[[ Task inputs open ]]

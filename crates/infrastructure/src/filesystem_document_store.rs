use std::io::ErrorKind;
use std::path::{Component, Path, PathBuf};

use async_trait::async_trait;
use smartsales_application::DocumentStore;
use smartsales_core::{AppError, AppResult};
use tracing::debug;

/// Stores generated documents below a media root directory.
///
/// Keys are relative paths such as `reportes/3_reporte_ventas_20240901_101500_9f2c4e1a07.pdf`;
/// absolute keys and parent-directory segments are rejected.
#[derive(Debug, Clone)]
pub struct FilesystemDocumentStore {
    root: PathBuf,
}

impl FilesystemDocumentStore {
    /// Creates a store rooted at `root`.
    #[must_use]
    pub fn new(root: impl Into<PathBuf>) -> Self {
        Self { root: root.into() }
    }

    fn resolve(&self, key: &str) -> AppResult<PathBuf> {
        let relative = Path::new(key);
        let is_plain = !key.trim().is_empty()
            && relative
                .components()
                .all(|component| matches!(component, Component::Normal(_)));
        if !is_plain {
            return Err(AppError::Validation(format!(
                "ruta de documento inválida '{key}'"
            )));
        }

        Ok(self.root.join(relative))
    }
}

#[async_trait]
impl DocumentStore for FilesystemDocumentStore {
    async fn save(&self, key: &str, bytes: &[u8]) -> AppResult<String> {
        let path = self.resolve(key)?;
        if let Some(parent) = path.parent() {
            tokio::fs::create_dir_all(parent).await.map_err(|error| {
                AppError::Internal(format!(
                    "failed to create directory '{}': {error}",
                    parent.display()
                ))
            })?;
        }

        let staging = path.with_extension(format!("{}.tmp", uuid::Uuid::new_v4().simple()));
        tokio::fs::write(&staging, bytes).await.map_err(|error| {
            AppError::Internal(format!(
                "failed to write document '{}': {error}",
                staging.display()
            ))
        })?;
        tokio::fs::rename(&staging, &path).await.map_err(|error| {
            AppError::Internal(format!(
                "failed to move document into '{}': {error}",
                path.display()
            ))
        })?;

        debug!(key, bytes = bytes.len(), "document stored");
        Ok(key.to_owned())
    }

    async fn read(&self, path: &str) -> AppResult<Vec<u8>> {
        let resolved = self.resolve(path)?;
        tokio::fs::read(&resolved).await.map_err(|error| {
            if error.kind() == ErrorKind::NotFound {
                AppError::NotFound(format!("archivo {path} no encontrado"))
            } else {
                AppError::Internal(format!("failed to read document '{path}': {error}"))
            }
        })
    }

    async fn delete(&self, path: &str) -> AppResult<()> {
        let resolved = self.resolve(path)?;
        match tokio::fs::remove_file(&resolved).await {
            Ok(()) => Ok(()),
            Err(error) if error.kind() == ErrorKind::NotFound => Ok(()),
            Err(error) => Err(AppError::Internal(format!(
                "failed to delete document '{path}': {error}"
            ))),
        }
    }
}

[[ Task inputs closed ]]

→ What you should do:
The answer must consist of each line from the data that includes the string "Internal".

→ Output of the task:
                AppError::Internal(format!(
            AppError::Internal(format!(
            AppError::Internal(format!(
                AppError::Internal(format!("failed to read document '{path}': {error}"))
            Err(error) => Err(AppError::Internal(format!(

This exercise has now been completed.